**REQUIRED ACTION**. Copy every line from the records below that holds the word "category".

Dataset entries:
"""
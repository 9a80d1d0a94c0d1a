use axum::extract::{Path, State};
use axum::http::StatusCode;
use axum::Json;
use uuid::Uuid;

use crate::app::AppState;
use crate::authz::{parse_id, Access, Authorized, Write};
use crate::errors::{AppError, AppResult};
use crate::models::note::{normalize_tags, Note, NoteCreateRequest, NoteListQuery, NoteUpdateRequest};
use crate::payload::{Filters, Payload};
use crate::response::ApiResponse;
use crate::routes::projects::ensure_project;
use crate::store::notes::{self, NewNote, NoteChanges};
use crate::utils::{non_blank, nullable_text};

#[utoipa::path(
    get,
    path = "/api/v1/notes/{project_id}",
    tag = "Notes",
    params(("project_id" = Uuid, Path, description = "Project id"), NoteListQuery),
    responses(
        (status = 200, description = "Notes, pinned first then newest first", body = [Note]),
        (status = 403, description = "Not a member")
    )
)]
pub async fn list_notes(
    State(state): State<AppState>,
    authz: Authorized<Access>,
    Filters(filter): Filters<NoteListQuery>,
) -> AppResult<Json<ApiResponse<Vec<Note>>>> {
    let notes = notes::list(&state.pool, authz.project_id, &filter).await?;
    Ok(ApiResponse::list(notes))
}

#[utoipa::path(
    post,
    path = "/api/v1/notes/{project_id}",
    tag = "Notes",
    params(("project_id" = Uuid, Path, description = "Project id")),
    request_body = NoteCreateRequest,
    responses(
        (status = 201, description = "Note created", body = Note),
        (status = 400, description = "Missing title or content"),
        (status = 403, description = "Write access required"),
        (status = 404, description = "Project not found")
    )
)]
pub async fn create_note(
    State(state): State<AppState>,
    authz: Authorized<Write>,
    Payload(payload): Payload<NoteCreateRequest>,
) -> AppResult<(StatusCode, Json<ApiResponse<Note>>)> {
    let title = non_blank(payload.title.as_deref()).ok_or_else(|| AppError::bad_request("Note title is required"))?;
    let content =
        non_blank(payload.content.as_deref()).ok_or_else(|| AppError::bad_request("Note content is required"))?;

    ensure_project(&state, authz.project_id).await?;

    let note = notes::insert(
        &state.pool,
        NewNote {
            project_id: authz.project_id,
            title,
            content,
            category: non_blank(payload.category.as_deref()),
            tags: normalize_tags(payload.tags.unwrap_or_default()),
            is_pinned: payload.is_pinned.unwrap_or(false),
            is_decision: payload.is_decision.unwrap_or(false),
            created_by: authz.user.user_id,
        },
    )
    .await?;

    Ok(ApiResponse::created(note, "Note created successfully"))
}

#[utoipa::path(
    get,
    path = "/api/v1/notes/{project_id}/n/{note_id}",
    tag = "Notes",
    params(
        ("project_id" = Uuid, Path, description = "Project id"),
        ("note_id" = Uuid, Path, description = "Note id")
    ),
    responses(
        (status = 200, description = "Note detail", body = Note),
        (status = 404, description = "Note not found")
    )
)]
pub async fn get_note(
    State(state): State<AppState>,
    authz: Authorized<Access>,
    Path((_project_id, note_id)): Path<(String, String)>,
) -> AppResult<Json<ApiResponse<Note>>> {
    let note_id = parse_id(&note_id, "note")?;

    let note = notes::find(&state.pool, authz.project_id, note_id)
        .await?
        .ok_or_else(|| AppError::not_found("Note not found"))?;

    Ok(ApiResponse::ok(note))
}

#[utoipa::path(
    put,
    path = "/api/v1/notes/{project_id}/n/{note_id}",
    tag = "Notes",
    params(
        ("project_id" = Uuid, Path, description = "Project id"),
        ("note_id" = Uuid, Path, description = "Note id")
    ),
    request_body = NoteUpdateRequest,
    responses(
        (status = 200, description = "Note updated", body = Note),
        (status = 400, description = "No valid fields to update"),
        (status = 404, description = "Note not found")
    )
)]
pub async fn update_note(
    State(state): State<AppState>,
    authz: Authorized<Write>,
    Path((_project_id, note_id)): Path<(String, String)>,
    Payload(payload): Payload<NoteUpdateRequest>,
) -> AppResult<Json<ApiResponse<Note>>> {
    let note_id = parse_id(&note_id, "note")?;

    let changes = NoteChanges {
        title: non_blank(payload.title.as_deref()),
        content: non_blank(payload.content.as_deref()),
        category: nullable_text(payload.category),
        tags: payload.tags.map(normalize_tags),
        is_pinned: payload.is_pinned,
        is_decision: payload.is_decision,
    };

    if changes.is_empty() {
        return Err(AppError::bad_request("No valid fields to update"));
    }

    let note = notes::update(&state.pool, authz.project_id, note_id, changes)
        .await?
        .ok_or_else(|| AppError::not_found("Note not found"))?;

    Ok(ApiResponse::ok_with_message(note, "Note updated successfully"))
}

#[utoipa::path(
    delete,
    path = "/api/v1/notes/{project_id}/n/{note_id}",
    tag = "Notes",
    params(
        ("project_id" = Uuid, Path, description = "Project id"),
        ("note_id" = Uuid, Path, description = "Note id")
    ),
    responses(
        (status = 200, description = "Note deleted"),
        (status = 404, description = "Note not found")
    )
)]
pub async fn delete_note(
    State(state): State<AppState>,
    authz: Authorized<Write>,
    Path((_project_id, note_id)): Path<(String, String)>,
) -> AppResult<Json<ApiResponse<()>>> {
    let note_id = parse_id(&note_id, "note")?;

    if notes::delete(&state.pool, authz.project_id, note_id).await? == 0 {
        return Err(AppError::not_found("Note not found"));
    }

    Ok(ApiResponse::message("Note deleted successfully"))
}
pub mod auth;
pub mod health;
pub mod members;
pub mod notes;
pub mod projects;
pub mod subtasks;
pub mod tasks;
mod common;

use anyhow::Result;
use axum::http::StatusCode;
use serde_json::json;
use uuid::Uuid;

use common::TestApp;
use project_desk::authz::ProjectRole;
use project_desk::config::AppConfig;

#[tokio::test]
async fn creator_needs_a_membership_unless_auto_enrolled() -> Result<()> {
    let app = TestApp::spawn().await?;
    let maker = app.user("maker@example.com").await?;

    let reply = app.post("/api/v1/projects", &maker.token, json!({ "name": "Orphan" })).await?;
    assert_eq!(reply.status, StatusCode::CREATED, "{}", reply.body);
    assert_eq!(reply.data()["status"], "active");
    assert_eq!(reply.data()["created_by"], maker.id.to_string());
    let project_id = reply.id()?;

    let reply = app.get(&format!("/api/v1/projects/{}", project_id), &maker.token).await?;
    assert_eq!(reply.status, StatusCode::FORBIDDEN);
    assert_eq!(reply.message(), "You do not have access to this project");

    let config = AppConfig {
        auto_enroll_project_creator: true,
        ..AppConfig::default()
    };
    let app = TestApp::with_config(config).await?;
    let maker = app.user("maker@example.com").await?;

    let reply = app.post("/api/v1/projects", &maker.token, json!({ "name": "Adopted" })).await?;
    let project_id = reply.id()?;

    let reply = app.get(&format!("/api/v1/projects/{}", project_id), &maker.token).await?;
    assert_eq!(reply.status, StatusCode::OK, "{}", reply.body);
    assert_eq!(reply.data()["name"], "Adopted");
    assert_eq!(reply.data()["access"]["project_role"], "owner");
    assert_eq!(reply.data()["access"]["platform_role"], "member");

    Ok(())
}

#[tokio::test]
async fn project_name_is_required() -> Result<()> {
    let app = TestApp::spawn().await?;
    let user = app.user("blank@example.com").await?;

    let reply = app.post("/api/v1/projects", &user.token, json!({ "name": "   " })).await?;
    assert_eq!(reply.status, StatusCode::BAD_REQUEST);
    assert_eq!(reply.message(), "Project name is required");

    Ok(())
}

#[tokio::test]
async fn listing_is_scoped_to_memberships_except_for_admins() -> Result<()> {
    let app = TestApp::spawn().await?;
    let admin = app.admin("root@example.com").await?;
    let alice = app.user("alice@example.com").await?;
    let bob = app.user("bob@example.com").await?;

    let first = app.project_owned_by(&admin, &alice, "Alpha").await?;
    let second = app.project_owned_by(&admin, &bob, "Beta").await?;

    let reply = app.get("/api/v1/projects", &admin.token).await?;
    assert_eq!(reply.status, StatusCode::OK);
    assert_eq!(reply.body["count"], 2);
    // newest first
    assert_eq!(reply.data()[0]["id"], second.to_string());
    assert_eq!(reply.data()[1]["id"], first.to_string());

    let reply = app.get("/api/v1/projects", &alice.token).await?;
    assert_eq!(reply.body["count"], 1);
    assert_eq!(reply.data()[0]["name"], "Alpha");

    let reply = app.get(&format!("/api/v1/projects/{}", second), &alice.token).await?;
    assert_eq!(reply.status, StatusCode::FORBIDDEN);

    Ok(())
}

#[tokio::test]
async fn role_ladder_is_enforced() -> Result<()> {
    let app = TestApp::spawn().await?;
    let admin = app.admin("root@example.com").await?;
    let owner = app.user("owner@example.com").await?;
    let member = app.user("member@example.com").await?;
    let viewer = app.user("viewer@example.com").await?;

    let project_id = app.project_owned_by(&admin, &owner, "Ladder").await?;
    app.enroll(project_id, member.id, ProjectRole::Member).await?;
    app.enroll(project_id, viewer.id, ProjectRole::Viewer).await?;

    let project_uri = format!("/api/v1/projects/{}", project_id);
    let tasks_uri = format!("/api/v1/tasks/{}", project_id);

    // viewers read but do not write
    assert_eq!(app.get(&project_uri, &viewer.token).await?.status, StatusCode::OK);
    let reply = app.post(&tasks_uri, &viewer.token, json!({ "title": "Nope" })).await?;
    assert_eq!(reply.status, StatusCode::FORBIDDEN);
    assert_eq!(reply.message(), "You do not have write access to this project");

    // members write content but do not manage the project
    let reply = app.post(&tasks_uri, &member.token, json!({ "title": "Yes" })).await?;
    assert_eq!(reply.status, StatusCode::CREATED);
    let reply = app.get(&tasks_uri, &viewer.token).await?;
    assert_eq!(reply.status, StatusCode::OK, "{}", reply.body);
    assert_eq!(reply.body["count"], 1);
    assert_eq!(reply.data()[0]["title"], "Yes");
    let reply = app.put(&project_uri, &member.token, json!({ "name": "Renamed" })).await?;
    assert_eq!(reply.status, StatusCode::FORBIDDEN);
    assert_eq!(reply.message(), "Only project owners and admins can perform this action");

    let reply = app.put(&project_uri, &owner.token, json!({ "name": "Renamed", "description": null })).await?;
    assert_eq!(reply.status, StatusCode::OK, "{}", reply.body);
    assert_eq!(reply.data()["name"], "Renamed");
    assert!(reply.data()["description"].is_null());

    let reply = app.put(&project_uri, &owner.token, json!({})).await?;
    assert_eq!(reply.status, StatusCode::BAD_REQUEST);
    assert_eq!(reply.message(), "No valid fields to update");

    Ok(())
}

#[tokio::test]
async fn admins_act_as_owners_everywhere() -> Result<()> {
    let app = TestApp::spawn().await?;
    let admin = app.admin("root@example.com").await?;
    let owner = app.user("owner@example.com").await?;

    let project_id = app.project_owned_by(&admin, &owner, "Managed").await?;

    let reply = app.get(&format!("/api/v1/projects/{}", project_id), &admin.token).await?;
    assert_eq!(reply.status, StatusCode::OK);
    assert_eq!(reply.data()["access"]["platform_role"], "platform_admin");
    assert_eq!(reply.data()["access"]["project_role"], "owner");

    let reply = app.get(&format!("/api/v1/projects/{}", Uuid::new_v4()), &admin.token).await?;
    assert_eq!(reply.status, StatusCode::NOT_FOUND);
    assert_eq!(reply.message(), "Project not found");

    Ok(())
}

#[tokio::test]
async fn malformed_project_id_is_a_validation_error() -> Result<()> {
    let app = TestApp::spawn().await?;
    let user = app.user("typo@example.com").await?;

    let reply = app.get("/api/v1/projects/not-a-uuid", &user.token).await?;
    assert_eq!(reply.status, StatusCode::BAD_REQUEST);
    assert_eq!(reply.message(), "Invalid project id");

    Ok(())
}

#[tokio::test]
async fn deleting_a_project_removes_its_content() -> Result<()> {
    let app = TestApp::spawn().await?;
    let admin = app.admin("root@example.com").await?;
    let owner = app.user("owner@example.com").await?;

    let project_id = app.project_owned_by(&admin, &owner, "Doomed").await?;
    let reply = app
        .post(&format!("/api/v1/tasks/{}", project_id), &owner.token, json!({ "title": "Task" }))
        .await?;
    assert_eq!(reply.status, StatusCode::CREATED);

    let reply = app.delete(&format!("/api/v1/projects/{}", project_id), &owner.token).await?;
    assert_eq!(reply.status, StatusCode::OK);
    assert_eq!(reply.message(), "Project deleted successfully");

    let tasks_left: i64 = sqlx::query_scalar("SELECT COUNT(*) FROM tasks WHERE project_id = ?")
        .bind(project_id)
        .fetch_one(&app.pool)
        .await?;
    assert_eq!(tasks_left, 0);

    // the owner's membership went with the project
    let reply = app.get(&format!("/api/v1/projects/{}", project_id), &owner.token).await?;
    assert_eq!(reply.status, StatusCode::FORBIDDEN);

    let reply = app.delete(&format!("/api/v1/projects/{}", project_id), &admin.token).await?;
    assert_eq!(reply.status, StatusCode::NOT_FOUND);

    Ok(())
}
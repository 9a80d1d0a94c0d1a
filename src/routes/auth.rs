use axum::extract::{Path, State};
use axum::http::StatusCode;
use axum::Json;

use crate::app::AppState;
use crate::errors::AppResult;
use crate::jwt::AuthUser;
use crate::models::user::{
    ChangePasswordRequest, CurrentUser, EmailRequest, IssuedToken, LoginRequest, RefreshRequest, RegisterRequest,
    RegisteredUser, ResendVerificationRequest, ResetPasswordRequest, Session, User,
};
use crate::payload::Payload;
use crate::response::ApiResponse;

/// Delivery is out of scope; the token an e-mail would carry goes to the debug log.
fn log_issued(kind: &str, issued: &IssuedToken) {
    tracing::debug!(user_id = %issued.user_id, token = %issued.token, "{kind} token issued");
}

#[utoipa::path(
    post,
    path = "/api/v1/auth/register",
    tag = "Auth",
    security(()),
    request_body = RegisterRequest,
    responses(
        (status = 201, description = "User registered", body = RegisteredUser),
        (status = 400, description = "Validation error"),
        (status = 409, description = "Email already in use")
    )
)]
pub async fn register(
    State(state): State<AppState>,
    Payload(payload): Payload<RegisterRequest>,
) -> AppResult<(StatusCode, Json<ApiResponse<RegisteredUser>>)> {
    let (registered, issued) = state
        .identity()
        .register(&payload.email, &payload.password, payload.metadata)
        .await?;

    log_issued("email verification", &issued);
    tracing::info!(user_id = %registered.user.id, "user registered");

    Ok(ApiResponse::created(
        registered,
        "User registered successfully. Please check your email to verify your account.",
    ))
}

#[utoipa::path(
    post,
    path = "/api/v1/auth/login",
    tag = "Auth",
    security(()),
    request_body = LoginRequest,
    responses(
        (status = 200, description = "Login successful", body = Session),
        (status = 401, description = "Invalid credentials")
    )
)]
pub async fn login(
    State(state): State<AppState>,
    Payload(payload): Payload<LoginRequest>,
) -> AppResult<Json<ApiResponse<Session>>> {
    let session = state.identity().login(&payload.email, &payload.password).await?;
    Ok(ApiResponse::ok_with_message(session, "Login successful"))
}

#[utoipa::path(
    post,
    path = "/api/v1/auth/refresh-token",
    tag = "Auth",
    security(()),
    request_body = RefreshRequest,
    responses(
        (status = 200, description = "Token refreshed", body = Session),
        (status = 401, description = "Invalid or expired refresh token")
    )
)]
pub async fn refresh_token(
    State(state): State<AppState>,
    Payload(payload): Payload<RefreshRequest>,
) -> AppResult<Json<ApiResponse<Session>>> {
    let session = state.identity().refresh(&payload.refresh_token).await?;
    Ok(ApiResponse::ok_with_message(session, "Token refreshed successfully"))
}

#[utoipa::path(
    get,
    path = "/api/v1/auth/verify-email/{token}",
    tag = "Auth",
    security(()),
    params(("token" = String, Path, description = "Verification token")),
    responses(
        (status = 200, description = "Email verified", body = User),
        (status = 400, description = "Invalid or expired token")
    )
)]
pub async fn verify_email(State(state): State<AppState>, Path(token): Path<String>) -> AppResult<Json<ApiResponse<User>>> {
    let user = state.identity().verify_email(&token).await?;
    Ok(ApiResponse::ok_with_message(user, "Email verified successfully"))
}

#[utoipa::path(
    post,
    path = "/api/v1/auth/forgot-password",
    tag = "Auth",
    security(()),
    request_body = EmailRequest,
    responses((status = 200, description = "Reset requested"))
)]
pub async fn forgot_password(
    State(state): State<AppState>,
    Payload(payload): Payload<EmailRequest>,
) -> AppResult<Json<ApiResponse<()>>> {
    if let Some(issued) = state.identity().forgot_password(&payload.email).await? {
        log_issued("password reset", &issued);
    }

    Ok(ApiResponse::message(
        "If an account exists with this email, a password reset link has been sent.",
    ))
}

#[utoipa::path(
    post,
    path = "/api/v1/auth/reset-password/{token}",
    tag = "Auth",
    security(()),
    params(("token" = String, Path, description = "Password reset token")),
    request_body = ResetPasswordRequest,
    responses(
        (status = 200, description = "Password reset", body = User),
        (status = 400, description = "Invalid or expired token")
    )
)]
pub async fn reset_password(
    State(state): State<AppState>,
    Path(token): Path<String>,
    Payload(payload): Payload<ResetPasswordRequest>,
) -> AppResult<Json<ApiResponse<User>>> {
    let user = state.identity().reset_password(&token, &payload.new_password).await?;
    Ok(ApiResponse::ok_with_message(user, "Password reset successfully"))
}

#[utoipa::path(
    post,
    path = "/api/v1/auth/logout",
    tag = "Auth",
    responses(
        (status = 200, description = "Logout successful"),
        (status = 401, description = "Unauthorized")
    )
)]
pub async fn logout(State(state): State<AppState>, auth: AuthUser) -> AppResult<Json<ApiResponse<()>>> {
    state.identity().logout(&auth).await?;
    Ok(ApiResponse::message("Logout successful"))
}

#[utoipa::path(
    get,
    path = "/api/v1/auth/current-user",
    tag = "Auth",
    responses(
        (status = 200, description = "Authenticated user", body = CurrentUser),
        (status = 401, description = "Unauthorized")
    )
)]
pub async fn current_user(State(state): State<AppState>, auth: AuthUser) -> AppResult<Json<ApiResponse<CurrentUser>>> {
    let current = state.identity().current_user(&auth).await?;
    Ok(ApiResponse::ok(current))
}

#[utoipa::path(
    post,
    path = "/api/v1/auth/change-password",
    tag = "Auth",
    request_body = ChangePasswordRequest,
    responses(
        (status = 200, description = "Password changed"),
        (status = 401, description = "Old password incorrect")
    )
)]
pub async fn change_password(
    State(state): State<AppState>,
    auth: AuthUser,
    Payload(payload): Payload<ChangePasswordRequest>,
) -> AppResult<Json<ApiResponse<()>>> {
    state
        .identity()
        .change_password(&auth, &payload.old_password, &payload.new_password)
        .await?;

    Ok(ApiResponse::message("Password changed successfully"))
}

#[utoipa::path(
    post,
    path = "/api/v1/auth/resend-email-verification",
    tag = "Auth",
    request_body(content = ResendVerificationRequest, description = "Defaults to the caller's e-mail"),
    responses(
        (status = 200, description = "Verification re-sent"),
        (status = 400, description = "Already verified")
    )
)]
pub async fn resend_email_verification(
    State(state): State<AppState>,
    auth: AuthUser,
    payload: Option<Payload<ResendVerificationRequest>>,
) -> AppResult<Json<ApiResponse<()>>> {
    let email = payload
        .and_then(|Payload(body)| body.email)
        .filter(|email| !email.trim().is_empty())
        .unwrap_or_else(|| auth.email.clone());

    if let Some(issued) = state.identity().resend_verification(&email).await? {
        log_issued("email verification", &issued);
    }

    Ok(ApiResponse::message("Verification email sent successfully"))
}
use chrono::Duration;
use sqlx::SqliteConnection;
use uuid::Uuid;

use crate::errors::AppResult;
use crate::utils::{generate_token, hash_token, utc_now};

/// Row written for every login or refresh. Only the refresh token digest is kept.
#[derive(Debug, Clone)]
pub struct NewSession {
    pub id: Uuid,
    pub refresh_token: String,
}

pub async fn open(conn: &mut SqliteConnection, user_id: Uuid, lifetime_days: i64) -> AppResult<NewSession> {
    let session = NewSession {
        id: Uuid::new_v4(),
        refresh_token: generate_token(),
    };
    let now = utc_now();

    sqlx::query(
        "INSERT INTO auth_sessions (id, user_id, refresh_token_hash, expires_at, revoked_at, created_at) VALUES (?, ?, ?, ?, NULL, ?)",
    )
    .bind(session.id)
    .bind(user_id)
    .bind(hash_token(&session.refresh_token))
    .bind(now + Duration::days(lifetime_days))
    .bind(now)
    .execute(&mut *conn)
    .await?;

    Ok(session)
}

/// Revokes the live session holding `refresh_token` and returns its user.
/// A token can be rotated exactly once.
pub async fn rotate(conn: &mut SqliteConnection, refresh_token: &str) -> AppResult<Option<Uuid>> {
    let now = utc_now();

    let user_id = sqlx::query_scalar::<_, Uuid>(
        "UPDATE auth_sessions SET revoked_at = ? WHERE refresh_token_hash = ? AND revoked_at IS NULL AND expires_at > ? RETURNING user_id",
    )
    .bind(now)
    .bind(hash_token(refresh_token.trim()))
    .bind(now)
    .fetch_optional(&mut *conn)
    .await?;

    Ok(user_id)
}

pub async fn revoke(conn: &mut SqliteConnection, session_id: Uuid) -> AppResult<()> {
    sqlx::query("UPDATE auth_sessions SET revoked_at = ? WHERE id = ? AND revoked_at IS NULL")
        .bind(utc_now())
        .bind(session_id)
        .execute(&mut *conn)
        .await?;

    Ok(())
}

/// Revokes every live session of a user, optionally sparing one.
pub async fn revoke_all(conn: &mut SqliteConnection, user_id: Uuid, keep: Option<Uuid>) -> AppResult<u64> {
    let revoked = sqlx::query(
        "UPDATE auth_sessions SET revoked_at = ? WHERE user_id = ? AND revoked_at IS NULL AND (? IS NULL OR id != ?)",
    )
    .bind(utc_now())
    .bind(user_id)
    .bind(keep)
    .bind(keep)
    .execute(&mut *conn)
    .await?;

    Ok(revoked.rows_affected())
}

/// E-mail of the session's user when the session is still live.
pub async fn live_email(conn: &mut SqliteConnection, session_id: Uuid, user_id: Uuid) -> AppResult<Option<String>> {
    let email = sqlx::query_scalar::<_, String>(
        "SELECT u.email FROM auth_sessions s JOIN users u ON u.id = s.user_id WHERE s.id = ? AND s.user_id = ? AND s.revoked_at IS NULL",
    )
    .bind(session_id)
    .bind(user_id)
    .fetch_optional(&mut *conn)
    .await?;

    Ok(email)
}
"""
**EXERCISE OUTPUT**.
            category: non_blank(payload.category.as_deref()),
        category: nullable_text(payload.category),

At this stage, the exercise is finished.